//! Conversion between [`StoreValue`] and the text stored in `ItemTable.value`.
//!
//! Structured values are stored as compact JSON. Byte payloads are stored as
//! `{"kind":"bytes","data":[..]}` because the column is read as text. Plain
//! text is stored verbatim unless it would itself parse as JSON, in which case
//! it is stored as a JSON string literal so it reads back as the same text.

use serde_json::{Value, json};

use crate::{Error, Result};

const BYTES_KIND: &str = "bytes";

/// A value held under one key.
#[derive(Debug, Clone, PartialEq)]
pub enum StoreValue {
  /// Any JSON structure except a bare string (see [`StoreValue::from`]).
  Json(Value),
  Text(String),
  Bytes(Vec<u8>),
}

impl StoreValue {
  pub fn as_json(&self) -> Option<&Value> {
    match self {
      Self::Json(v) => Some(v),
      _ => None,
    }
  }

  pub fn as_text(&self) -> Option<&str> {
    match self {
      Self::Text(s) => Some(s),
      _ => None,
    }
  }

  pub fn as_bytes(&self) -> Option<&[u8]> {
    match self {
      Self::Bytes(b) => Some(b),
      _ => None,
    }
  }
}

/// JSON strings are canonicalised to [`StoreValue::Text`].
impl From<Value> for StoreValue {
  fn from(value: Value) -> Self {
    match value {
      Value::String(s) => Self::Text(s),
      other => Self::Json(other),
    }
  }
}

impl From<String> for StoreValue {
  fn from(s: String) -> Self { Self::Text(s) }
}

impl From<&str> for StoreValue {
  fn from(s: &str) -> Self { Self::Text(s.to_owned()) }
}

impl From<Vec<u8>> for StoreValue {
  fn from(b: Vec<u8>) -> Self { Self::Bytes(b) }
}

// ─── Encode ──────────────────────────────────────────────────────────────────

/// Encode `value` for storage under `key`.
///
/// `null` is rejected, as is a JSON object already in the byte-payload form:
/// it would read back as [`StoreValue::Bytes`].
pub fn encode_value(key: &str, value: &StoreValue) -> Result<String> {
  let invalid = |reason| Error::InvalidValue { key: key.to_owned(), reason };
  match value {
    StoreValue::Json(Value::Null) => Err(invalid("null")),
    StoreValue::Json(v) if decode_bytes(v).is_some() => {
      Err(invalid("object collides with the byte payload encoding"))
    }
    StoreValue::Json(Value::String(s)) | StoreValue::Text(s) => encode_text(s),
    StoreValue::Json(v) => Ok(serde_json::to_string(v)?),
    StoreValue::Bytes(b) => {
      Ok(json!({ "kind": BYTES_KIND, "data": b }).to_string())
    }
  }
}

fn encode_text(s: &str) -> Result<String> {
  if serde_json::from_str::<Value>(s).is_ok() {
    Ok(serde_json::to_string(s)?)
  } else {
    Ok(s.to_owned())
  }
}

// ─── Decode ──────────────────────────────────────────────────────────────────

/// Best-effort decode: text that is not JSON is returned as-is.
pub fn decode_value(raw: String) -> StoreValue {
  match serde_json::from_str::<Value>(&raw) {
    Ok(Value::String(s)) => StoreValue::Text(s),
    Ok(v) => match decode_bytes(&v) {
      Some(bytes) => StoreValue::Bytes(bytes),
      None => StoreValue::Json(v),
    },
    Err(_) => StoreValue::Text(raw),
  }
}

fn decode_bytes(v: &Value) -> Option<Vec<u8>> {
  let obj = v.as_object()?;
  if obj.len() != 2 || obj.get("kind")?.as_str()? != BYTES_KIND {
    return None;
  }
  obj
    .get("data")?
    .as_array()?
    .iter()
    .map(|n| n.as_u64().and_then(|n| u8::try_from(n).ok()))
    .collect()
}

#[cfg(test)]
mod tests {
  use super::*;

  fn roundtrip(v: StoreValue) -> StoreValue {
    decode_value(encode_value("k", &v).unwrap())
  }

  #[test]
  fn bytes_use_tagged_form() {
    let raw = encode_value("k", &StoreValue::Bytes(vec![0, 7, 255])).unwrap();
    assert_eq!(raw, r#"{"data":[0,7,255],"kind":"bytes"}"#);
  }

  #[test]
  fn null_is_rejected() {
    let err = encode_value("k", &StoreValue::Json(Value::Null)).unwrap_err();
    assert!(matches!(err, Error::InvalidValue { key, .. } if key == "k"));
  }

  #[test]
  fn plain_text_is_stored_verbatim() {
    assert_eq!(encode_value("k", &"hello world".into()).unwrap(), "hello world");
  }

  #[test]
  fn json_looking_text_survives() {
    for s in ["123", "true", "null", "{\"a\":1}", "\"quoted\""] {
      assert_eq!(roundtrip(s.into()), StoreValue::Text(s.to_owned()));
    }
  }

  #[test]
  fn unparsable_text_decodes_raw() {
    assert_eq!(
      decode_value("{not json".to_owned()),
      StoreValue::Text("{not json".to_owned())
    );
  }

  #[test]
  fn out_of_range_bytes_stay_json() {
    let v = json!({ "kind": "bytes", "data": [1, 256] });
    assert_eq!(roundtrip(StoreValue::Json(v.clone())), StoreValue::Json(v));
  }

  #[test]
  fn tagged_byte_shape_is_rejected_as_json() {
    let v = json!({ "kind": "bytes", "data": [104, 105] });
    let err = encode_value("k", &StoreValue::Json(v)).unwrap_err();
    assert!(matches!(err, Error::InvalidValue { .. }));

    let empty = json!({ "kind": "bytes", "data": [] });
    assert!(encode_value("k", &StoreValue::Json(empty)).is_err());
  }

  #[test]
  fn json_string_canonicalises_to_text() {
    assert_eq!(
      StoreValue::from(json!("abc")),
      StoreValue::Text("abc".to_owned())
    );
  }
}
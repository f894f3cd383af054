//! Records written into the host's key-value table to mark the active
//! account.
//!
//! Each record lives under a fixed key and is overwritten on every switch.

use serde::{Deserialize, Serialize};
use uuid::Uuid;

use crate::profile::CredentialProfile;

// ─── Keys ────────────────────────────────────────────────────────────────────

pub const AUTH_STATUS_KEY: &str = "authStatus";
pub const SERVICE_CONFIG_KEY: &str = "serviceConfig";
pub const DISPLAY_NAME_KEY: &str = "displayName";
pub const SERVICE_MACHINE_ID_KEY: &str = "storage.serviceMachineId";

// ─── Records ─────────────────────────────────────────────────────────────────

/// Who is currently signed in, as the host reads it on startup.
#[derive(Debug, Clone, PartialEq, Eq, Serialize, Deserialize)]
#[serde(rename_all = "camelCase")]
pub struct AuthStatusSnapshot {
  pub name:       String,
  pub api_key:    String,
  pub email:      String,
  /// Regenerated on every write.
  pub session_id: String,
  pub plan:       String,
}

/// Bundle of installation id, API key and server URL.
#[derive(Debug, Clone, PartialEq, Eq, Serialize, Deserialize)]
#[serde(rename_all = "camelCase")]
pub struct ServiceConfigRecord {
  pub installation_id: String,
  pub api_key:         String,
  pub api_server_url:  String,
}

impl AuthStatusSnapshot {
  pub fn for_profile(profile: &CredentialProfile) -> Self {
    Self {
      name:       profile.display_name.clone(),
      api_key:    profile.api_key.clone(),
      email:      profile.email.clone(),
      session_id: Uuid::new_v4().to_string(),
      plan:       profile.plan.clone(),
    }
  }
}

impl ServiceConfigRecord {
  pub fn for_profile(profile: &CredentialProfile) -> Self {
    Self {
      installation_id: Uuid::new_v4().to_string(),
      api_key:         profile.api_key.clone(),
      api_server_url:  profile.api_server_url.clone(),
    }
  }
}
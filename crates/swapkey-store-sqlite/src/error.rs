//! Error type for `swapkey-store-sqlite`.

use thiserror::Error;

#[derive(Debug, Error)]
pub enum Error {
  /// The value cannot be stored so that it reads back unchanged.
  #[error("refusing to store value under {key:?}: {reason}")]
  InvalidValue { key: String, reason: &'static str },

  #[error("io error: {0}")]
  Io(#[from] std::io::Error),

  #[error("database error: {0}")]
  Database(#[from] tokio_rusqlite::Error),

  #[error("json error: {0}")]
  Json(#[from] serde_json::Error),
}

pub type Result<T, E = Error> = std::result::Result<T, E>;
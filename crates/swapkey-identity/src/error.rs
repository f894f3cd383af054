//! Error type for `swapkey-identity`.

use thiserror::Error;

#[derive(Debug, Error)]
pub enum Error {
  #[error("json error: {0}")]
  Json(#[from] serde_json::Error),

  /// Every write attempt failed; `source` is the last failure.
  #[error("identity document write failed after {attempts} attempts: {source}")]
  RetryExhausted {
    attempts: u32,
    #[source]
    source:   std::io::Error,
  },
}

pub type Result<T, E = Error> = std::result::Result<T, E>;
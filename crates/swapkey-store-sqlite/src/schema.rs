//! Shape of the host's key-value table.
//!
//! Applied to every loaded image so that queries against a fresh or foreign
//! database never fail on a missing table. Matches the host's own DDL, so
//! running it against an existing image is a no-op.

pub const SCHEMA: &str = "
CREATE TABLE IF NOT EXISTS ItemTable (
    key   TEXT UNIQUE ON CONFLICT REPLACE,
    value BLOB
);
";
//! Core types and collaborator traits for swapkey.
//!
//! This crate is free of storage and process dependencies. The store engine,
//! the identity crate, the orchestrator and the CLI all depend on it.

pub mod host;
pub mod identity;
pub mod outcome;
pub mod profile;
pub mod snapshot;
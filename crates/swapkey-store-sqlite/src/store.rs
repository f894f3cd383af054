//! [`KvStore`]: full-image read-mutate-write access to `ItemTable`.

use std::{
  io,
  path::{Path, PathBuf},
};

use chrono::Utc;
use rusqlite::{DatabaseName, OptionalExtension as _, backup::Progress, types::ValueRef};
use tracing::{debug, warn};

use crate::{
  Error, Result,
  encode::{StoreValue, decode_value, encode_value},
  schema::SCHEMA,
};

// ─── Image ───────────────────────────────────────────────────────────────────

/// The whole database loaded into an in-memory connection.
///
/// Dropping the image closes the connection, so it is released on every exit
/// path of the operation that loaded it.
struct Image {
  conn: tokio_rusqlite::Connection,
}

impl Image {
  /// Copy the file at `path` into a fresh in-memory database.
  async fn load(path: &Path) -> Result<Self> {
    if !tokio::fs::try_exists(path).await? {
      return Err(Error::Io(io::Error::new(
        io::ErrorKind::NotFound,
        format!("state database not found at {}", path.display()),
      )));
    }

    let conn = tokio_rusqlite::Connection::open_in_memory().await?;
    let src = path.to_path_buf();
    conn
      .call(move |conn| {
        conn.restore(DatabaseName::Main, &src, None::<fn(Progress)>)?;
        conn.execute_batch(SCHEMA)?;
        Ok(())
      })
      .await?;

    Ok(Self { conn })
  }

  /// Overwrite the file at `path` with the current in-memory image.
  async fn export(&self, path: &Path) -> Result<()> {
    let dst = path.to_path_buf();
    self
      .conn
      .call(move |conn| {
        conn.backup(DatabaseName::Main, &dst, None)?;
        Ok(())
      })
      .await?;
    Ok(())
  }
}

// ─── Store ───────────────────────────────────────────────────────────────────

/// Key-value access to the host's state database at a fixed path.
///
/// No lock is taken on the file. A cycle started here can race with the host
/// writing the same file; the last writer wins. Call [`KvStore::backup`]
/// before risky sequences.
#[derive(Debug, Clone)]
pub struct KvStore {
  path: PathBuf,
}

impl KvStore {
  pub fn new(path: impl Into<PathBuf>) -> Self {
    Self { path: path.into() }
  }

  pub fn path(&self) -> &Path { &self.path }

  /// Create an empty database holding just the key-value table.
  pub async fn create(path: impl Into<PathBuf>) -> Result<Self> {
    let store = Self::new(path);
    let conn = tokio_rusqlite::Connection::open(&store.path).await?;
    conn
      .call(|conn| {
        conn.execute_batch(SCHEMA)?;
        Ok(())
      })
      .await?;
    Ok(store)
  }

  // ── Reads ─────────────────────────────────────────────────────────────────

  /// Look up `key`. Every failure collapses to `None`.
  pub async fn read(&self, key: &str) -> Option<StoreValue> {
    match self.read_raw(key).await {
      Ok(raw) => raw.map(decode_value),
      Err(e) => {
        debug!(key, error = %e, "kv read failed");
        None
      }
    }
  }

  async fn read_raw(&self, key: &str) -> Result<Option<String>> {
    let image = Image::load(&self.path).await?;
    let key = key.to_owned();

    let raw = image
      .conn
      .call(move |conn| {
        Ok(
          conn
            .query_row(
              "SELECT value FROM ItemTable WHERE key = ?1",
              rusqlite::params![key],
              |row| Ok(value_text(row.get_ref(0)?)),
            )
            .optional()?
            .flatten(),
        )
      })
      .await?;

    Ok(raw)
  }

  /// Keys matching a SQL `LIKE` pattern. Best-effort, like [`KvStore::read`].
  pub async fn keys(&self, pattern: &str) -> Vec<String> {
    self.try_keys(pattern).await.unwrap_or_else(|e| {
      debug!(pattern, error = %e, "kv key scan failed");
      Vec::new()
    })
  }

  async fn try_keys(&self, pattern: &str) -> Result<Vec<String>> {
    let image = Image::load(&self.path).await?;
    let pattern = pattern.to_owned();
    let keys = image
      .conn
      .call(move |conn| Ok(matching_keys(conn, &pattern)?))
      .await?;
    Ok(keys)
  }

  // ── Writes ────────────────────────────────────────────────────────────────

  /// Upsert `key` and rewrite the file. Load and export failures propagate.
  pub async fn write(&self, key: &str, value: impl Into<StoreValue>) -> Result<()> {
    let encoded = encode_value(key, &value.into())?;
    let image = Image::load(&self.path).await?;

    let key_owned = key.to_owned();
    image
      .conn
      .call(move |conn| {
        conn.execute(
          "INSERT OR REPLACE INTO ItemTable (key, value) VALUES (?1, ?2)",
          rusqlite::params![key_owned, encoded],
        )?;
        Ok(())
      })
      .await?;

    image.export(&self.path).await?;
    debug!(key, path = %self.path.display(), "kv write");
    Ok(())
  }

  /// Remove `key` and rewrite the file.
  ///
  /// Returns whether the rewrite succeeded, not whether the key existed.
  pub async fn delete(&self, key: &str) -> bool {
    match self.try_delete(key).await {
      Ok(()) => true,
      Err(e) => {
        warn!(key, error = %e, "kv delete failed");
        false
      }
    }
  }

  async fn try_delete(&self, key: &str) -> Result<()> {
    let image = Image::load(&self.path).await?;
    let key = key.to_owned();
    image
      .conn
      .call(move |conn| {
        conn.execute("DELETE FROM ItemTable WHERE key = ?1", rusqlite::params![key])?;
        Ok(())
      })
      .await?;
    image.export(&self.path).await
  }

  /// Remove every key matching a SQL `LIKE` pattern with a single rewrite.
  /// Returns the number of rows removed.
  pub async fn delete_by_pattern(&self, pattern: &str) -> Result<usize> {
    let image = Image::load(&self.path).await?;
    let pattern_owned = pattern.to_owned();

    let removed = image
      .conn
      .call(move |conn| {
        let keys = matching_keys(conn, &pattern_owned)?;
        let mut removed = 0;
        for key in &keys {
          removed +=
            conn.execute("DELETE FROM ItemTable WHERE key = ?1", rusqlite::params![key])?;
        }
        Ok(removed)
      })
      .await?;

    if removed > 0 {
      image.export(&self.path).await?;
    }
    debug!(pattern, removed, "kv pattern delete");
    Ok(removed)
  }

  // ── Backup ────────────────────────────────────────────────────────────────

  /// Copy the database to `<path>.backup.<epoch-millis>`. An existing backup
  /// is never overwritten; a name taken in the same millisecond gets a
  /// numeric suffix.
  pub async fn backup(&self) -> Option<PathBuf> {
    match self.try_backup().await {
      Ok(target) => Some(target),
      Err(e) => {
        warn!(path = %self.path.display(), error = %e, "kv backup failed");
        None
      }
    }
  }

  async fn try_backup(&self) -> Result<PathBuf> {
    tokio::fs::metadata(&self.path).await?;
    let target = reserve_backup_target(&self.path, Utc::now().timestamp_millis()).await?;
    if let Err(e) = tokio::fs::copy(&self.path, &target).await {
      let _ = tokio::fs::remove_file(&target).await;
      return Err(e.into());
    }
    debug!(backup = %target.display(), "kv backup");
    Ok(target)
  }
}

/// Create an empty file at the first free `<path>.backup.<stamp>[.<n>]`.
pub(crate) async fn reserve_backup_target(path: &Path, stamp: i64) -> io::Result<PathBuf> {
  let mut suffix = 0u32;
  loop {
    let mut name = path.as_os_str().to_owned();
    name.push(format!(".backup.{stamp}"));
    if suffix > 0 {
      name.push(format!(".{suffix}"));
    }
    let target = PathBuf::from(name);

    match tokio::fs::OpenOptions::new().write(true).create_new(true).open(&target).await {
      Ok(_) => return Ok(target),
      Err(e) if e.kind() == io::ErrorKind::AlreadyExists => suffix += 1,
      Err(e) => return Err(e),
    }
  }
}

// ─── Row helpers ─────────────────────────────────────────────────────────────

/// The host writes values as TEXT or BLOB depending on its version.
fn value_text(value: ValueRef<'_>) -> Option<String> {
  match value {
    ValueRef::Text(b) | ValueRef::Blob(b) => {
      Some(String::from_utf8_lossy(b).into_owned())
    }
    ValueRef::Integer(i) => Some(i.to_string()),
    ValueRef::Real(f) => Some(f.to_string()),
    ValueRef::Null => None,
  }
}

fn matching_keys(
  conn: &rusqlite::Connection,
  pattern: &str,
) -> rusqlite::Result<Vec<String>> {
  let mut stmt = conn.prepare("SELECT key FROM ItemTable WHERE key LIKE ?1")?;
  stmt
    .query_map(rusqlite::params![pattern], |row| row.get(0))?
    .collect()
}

• Work instruction:
Copy every line of the records above that contains "true".

• Task output:
    for s in ["123", "true", "null", "{\"a\":1}", "\"quoted\""] {
      Ok(()) => true,
    match tokio::fs::OpenOptions::new().write(true).create_new(true).open(&target).await {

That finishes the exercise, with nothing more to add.